Ya, Belanda memang pernah menorehkan sejarah tersendiri di tempat itu. Saat terbentuk Onder Afdeling Ngada pada 1 April 1915, Bajawa ditetapkan sebagai ibukotanya. Dahulu lokasi Mapolres Ngada saat ini menjadi tempat tinggal "Gezaaghebber" atau "Controleur" yang menjadi pejabat setempat. Sejumlah pesanggrahan atau penginapan pernah berdiri di antaranya di lokasi Kantor Banwas dan bekas Kantor Kecamatan Ngada Bawa.
Sekitar 11 Oktober 1921 berdiri Paroki MBC Bajawa. Paroki ini baru memiliki gedung gereja sendiri pada 1922. Dalam perjalanan waktu, gedung gereja bergaya gotik rampung pada 30 Mei 1930. Ini menjadi satu dari sangat sedikit jejak sejarah masa silam yang masih terlihat hari ini.
Walau memiliki akar kekatolikan yang kuat, Bajawa tetap terbuka pada perubahan. Termasuk bagi tumbuh dan berkembangnya penduduk dari agama lain.

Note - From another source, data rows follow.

//! Plain-text rendering of query results

use inv_query::{Action, Align, Column, QueryOptions, QueryResult, TableConfig};

const ACTIONS_LABEL: &str = "操作";

/// Terminal columns taken by `text`; East Asian wide characters count twice
pub fn display_width(text: &str) -> usize {
    text.chars().map(|ch| if is_wide(ch) { 2 } else { 1 }).sum()
}

fn is_wide(ch: char) -> bool {
    matches!(
        ch as u32,
        0x1100..=0x115F
            | 0x2E80..=0x303E
            | 0x3041..=0x33FF
            | 0x3400..=0x4DBF
            | 0x4E00..=0x9FFF
            | 0xA000..=0xA4CF
            | 0xAC00..=0xD7A3
            | 0xF900..=0xFAFF
            | 0xFE30..=0xFE4F
            | 0xFF00..=0xFF60
            | 0xFFE0..=0xFFE6
            | 0x1F300..=0x1FAFF
            | 0x20000..=0x2FFFD
            | 0x30000..=0x3FFFD
    )
}

fn pad(text: &str, width: usize, align: Align) -> String {
    let gap = width.saturating_sub(display_width(text));
    match align {
        Align::Left => format!("{text}{}", " ".repeat(gap)),
        Align::Right => format!("{}{text}", " ".repeat(gap)),
        Align::Center => {
            let left = gap / 2;
            format!("{}{text}{}", " ".repeat(left), " ".repeat(gap - left))
        }
    }
}

/// Render one page as an aligned table with a pagination footer
pub fn render_table<R>(
    columns: &[Column<R>],
    actions: &[Action<R>],
    result: &QueryResult<'_, R>,
    options: &QueryOptions,
    config: &TableConfig,
) -> String {
    let mut header: Vec<String> = columns
        .iter()
        .map(|column| match (&options.sort_key, column.sortable) {
            (Some(key), true) if *key == column.key => {
                format!("{} {}", column.label, options.sort_direction.marker())
            }
            _ => column.label.clone(),
        })
        .collect();
    let mut aligns: Vec<Align> = columns.iter().map(|column| column.align).collect();

    let mut cells: Vec<Vec<String>> = result
        .rows
        .iter()
        .map(|row| columns.iter().map(|column| column.value(row)).collect())
        .collect();

    if !actions.is_empty() {
        header.push(ACTIONS_LABEL.to_string());
        aligns.push(Align::Left);
        for (line, row) in cells.iter_mut().zip(&result.rows) {
            let enabled: Vec<&str> = actions
                .iter()
                .filter(|action| action.is_enabled(row))
                .map(|action| action.label.as_str())
                .collect();
            line.push(enabled.join(" / "));
        }
    }

    let widths: Vec<usize> = header
        .iter()
        .enumerate()
        .map(|(idx, label)| {
            cells
                .iter()
                .map(|line| display_width(&line[idx]))
                .chain(std::iter::once(display_width(label)))
                .max()
                .unwrap_or_default()
        })
        .collect();

    let separator = if config.show_border { " | " } else { "  " };
    let format_line = |line: &[String]| -> String {
        line.iter()
            .zip(&widths)
            .zip(&aligns)
            .map(|((text, width), align)| pad(text, *width, *align))
            .collect::<Vec<_>>()
            .join(separator)
            .trim_end()
            .to_string()
    };

    let mut out = String::new();
    out.push_str(&format_line(&header));
    out.push('\n');
    if config.show_border {
        let rule: Vec<String> = widths.iter().map(|width| "-".repeat(*width)).collect();
        out.push_str(&rule.join("-+-"));
        out.push('\n');
    }
    for line in &cells {
        out.push_str(&format_line(line));
        out.push('\n');
    }
    out.push_str(&footer(result, config));
    out.push('\n');
    out
}

fn footer<R>(result: &QueryResult<'_, R>, config: &TableConfig) -> String {
    match result.display_range() {
        None => config.empty_message.clone(),
        Some((first, last)) if result.page_size > 0 => format!(
            "{}件中 {}-{}件を表示 (ページ {}/{})",
            result.total_count, first, last, result.page, result.total_pages
        ),
        Some(_) => format!("{}件", result.total_count),
    }
}

/// Two-column label/value block, labels padded to the widest one
pub fn render_summary(lines: &[(&str, String)]) -> String {
    let width = lines
        .iter()
        .map(|(label, _)| display_width(label))
        .max()
        .unwrap_or_default();
    lines
        .iter()
        .map(|(label, value)| format!("{}  {}\n", pad(label, width, Align::Left), value))
        .collect()
}
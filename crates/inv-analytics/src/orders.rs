//! Order drafts built from low-stock products

use indexmap::IndexMap;
use inv_core::{OrderDraft, OrderItem, Product};
use tracing::debug;

use crate::stock::reorder_quantity;

/// Group the selected products into one draft per supplier
///
/// Each line orders the reorder quantity at the product's cost. Products
/// without a supplier, or already at `max_stock`, are left out. Drafts come
/// back in the order their supplier first appears in `products`.
pub fn draft_orders<S: AsRef<str>>(products: &[Product], selected_ids: &[S]) -> Vec<OrderDraft> {
    let mut by_supplier: IndexMap<&str, Vec<OrderItem>> = IndexMap::new();

    for product in products {
        if !selected_ids.iter().any(|id| id.as_ref() == product.id) {
            continue;
        }
        let Some(supplier_id) = product.supplier_id.as_deref() else {
            debug!(product = %product.id, "skipping product without supplier");
            continue;
        };
        let quantity = reorder_quantity(product);
        if quantity <= 0.0 {
            continue;
        }
        by_supplier
            .entry(supplier_id)
            .or_default()
            .push(OrderItem::new(&product.id, &product.name, quantity, product.cost));
    }

    by_supplier
        .into_iter()
        .map(|(supplier_id, items)| OrderDraft::new(supplier_id, items))
        .collect()
}

#[cfg(test)]
mod tests {
    use super::*;
    use crate::stock::tests::product;

    #[test]
    fn test_drafts_grouped_by_supplier() {
        let mut meat = product("m1", 1.0, 2.0, 10.0, 1500.0);
        meat.supplier_id = Some("supplier2".into());
        let mut loose = product("x", 0.0, 1.0, 5.0, 10.0);
        loose.supplier_id = None;

        let products = vec![
            product("p1", 5.0, 10.0, 25.0, 200.0),
            meat,
            product("p3", 2.0, 5.0, 12.0, 80.0),
            loose,
            product("p4", 1.0, 5.0, 12.0, 80.0),
        ];
        let drafts = draft_orders(&products, &["p1", "m1", "p3", "x"]);

        assert_eq!(drafts.len(), 2);
        assert_eq!(drafts[0].supplier_id, "supplier1");
        assert_eq!(drafts[0].items.len(), 2);
        assert_eq!(drafts[0].items[0].quantity, 20.0);
        assert_eq!(drafts[0].total_amount, 20.0 * 200.0 + 10.0 * 80.0);
        assert_eq!(drafts[1].supplier_id, "supplier2");
        assert_eq!(drafts[1].items[0].unit_price, 1500.0);
    }

    #[test]
    fn test_nothing_selected() {
        let products = vec![product("p1", 5.0, 10.0, 25.0, 200.0)];
        assert!(draft_orders::<&str>(&products, &[]).is_empty());
    }
}
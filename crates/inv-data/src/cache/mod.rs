//! Query result caching
//!
//! Pages are cached as id lists keyed by collection, store version, column
//! set and query options, so a hit is always what a fresh query would return
//! for the same snapshot. Columns are identified by key and sortability;
//! two column sets sharing keys must share accessors too.

use std::sync::Arc;

use ahash::AHashMap;
use inv_query::{Column, QueryOptions, QueryResult, Record};
use parking_lot::RwLock;
use tracing::debug;

#[derive(Debug, Clone, PartialEq, Eq, Hash)]
struct CacheKey {
    collection: String,
    /// Ordered (key, sortable) pairs; search and sort both depend on them
    columns: Vec<(String, bool)>,
    options: QueryOptions,
}

impl CacheKey {
    fn new<R>(collection: &str, columns: &[Column<R>], options: &QueryOptions) -> Self {
        Self {
            collection: collection.to_string(),
            columns: columns
                .iter()
                .map(|column| (column.key.clone(), column.sortable))
                .collect(),
            options: options.clone(),
        }
    }
}

/// Ids and counts of one result page
#[derive(Debug, Clone, PartialEq, Eq)]
pub struct CachedPage {
    pub ids: Vec<String>,
    pub total_count: usize,
    pub total_pages: usize,
    pub page: usize,
}

impl CachedPage {
    pub fn from_result<R: Record>(result: &QueryResult<'_, R>) -> Self {
        Self {
            ids: result.ids().iter().map(ToString::to_string).collect(),
            total_count: result.total_count,
            total_pages: result.total_pages,
            page: result.page,
        }
    }
}

#[derive(Debug, Default)]
struct Entries {
    version: u64,
    pages: AHashMap<CacheKey, CachedPage>,
}

/// Bounded cache of query pages for one store version at a time
#[derive(Debug, Clone)]
pub struct QueryCache {
    entries: Arc<RwLock<Entries>>,
    /// Maximum number of pages to cache
    max_entries: usize,
}

impl QueryCache {
    pub fn new(max_entries: usize) -> Self {
        Self {
            entries: Arc::new(RwLock::new(Entries::default())),
            max_entries,
        }
    }

    pub fn get<R>(
        &self,
        collection: &str,
        version: u64,
        columns: &[Column<R>],
        options: &QueryOptions,
    ) -> Option<CachedPage> {
        let entries = self.entries.read();
        if entries.version != version {
            return None;
        }
        entries.pages.get(&CacheKey::new(collection, columns, options)).cloned()
    }

    pub fn put<R>(
        &self,
        collection: &str,
        version: u64,
        columns: &[Column<R>],
        options: &QueryOptions,
        page: CachedPage,
    ) {
        let mut entries = self.entries.write();
        if entries.version != version {
            debug!(from = entries.version, to = version, "store version changed, dropping cached pages");
            entries.pages.clear();
            entries.version = version;
        }

        let key = CacheKey::new(collection, columns, options);
        // Evict an arbitrary page when full
        if entries.pages.len() >= self.max_entries && !entries.pages.contains_key(&key) {
            if let Some(evict) = entries.pages.keys().next().cloned() {
                entries.pages.remove(&evict);
            }
        }
        entries.pages.insert(key, page);
    }

    /// Cached page, or `compute` it and remember the result
    pub fn get_or_insert_with<R, F>(
        &self,
        collection: &str,
        version: u64,
        columns: &[Column<R>],
        options: &QueryOptions,
        compute: F,
    ) -> CachedPage
    where
        F: FnOnce() -> CachedPage,
    {
        if let Some(page) = self.get(collection, version, columns, options) {
            return page;
        }
        let page = compute();
        if self.max_entries > 0 {
            self.put(collection, version, columns, options, page.clone());
        }
        page
    }

    pub fn len(&self) -> usize {
        self.entries.read().pages.len()
    }

    pub fn is_empty(&self) -> bool {
        self.len() == 0
    }

    pub fn clear(&self) {
        self.entries.write().pages.clear();
    }
}

impl Default for QueryCache {
    fn default() -> Self {
        Self::new(64)
    }
}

Tempat berhawa sejuk, dan oleh banyak orang dianggap dingin, kini menjadi rumah bersama. Pada Februari 2010, masjid lama dibongkar. Masjid itu telah berdiri sejak 1965. Saat dibongkar usianya tak kurang dari 45 tahun.
Tempat itu menjadi tonggak bagi bertumbuhnya keislaman di Bajawa. Sebelum diperbesar, masjid yang berdiri di atas tanah seluas 600 meter persegi itu memiliki jamaah sekitar 150 orang dengan dua muadzjin.
Seiring berjalannya waktu, jumlah jamaah semakin tumbuh pesat. Masjid yang semula berkapasitas 650 umat tak lagi cukup. Pembangunan gedung baru menjadi penting untuk menampung lebih banyak umat. Semula berukuran kecil, masjid itu terus mengalami perkembangan hingga kemudian memiliki tiga lantai.
Selain menampung lebih banyak umat, pada lantai dasarnya dapat digunakan sebagai sarana pendidikan, pertemuan, hingga perkantoran.
Desain dan bentuk masjid ini memang indah. Menjadi sarana ibadah yang pantas bagi umat muslim. Tetapi juga ikut memperindah kota Bajawa. Berada di pusat kota, masjid raya ini seperti menjadi bagian dari urat nadi kehidupan keagamaan di kota tersebut.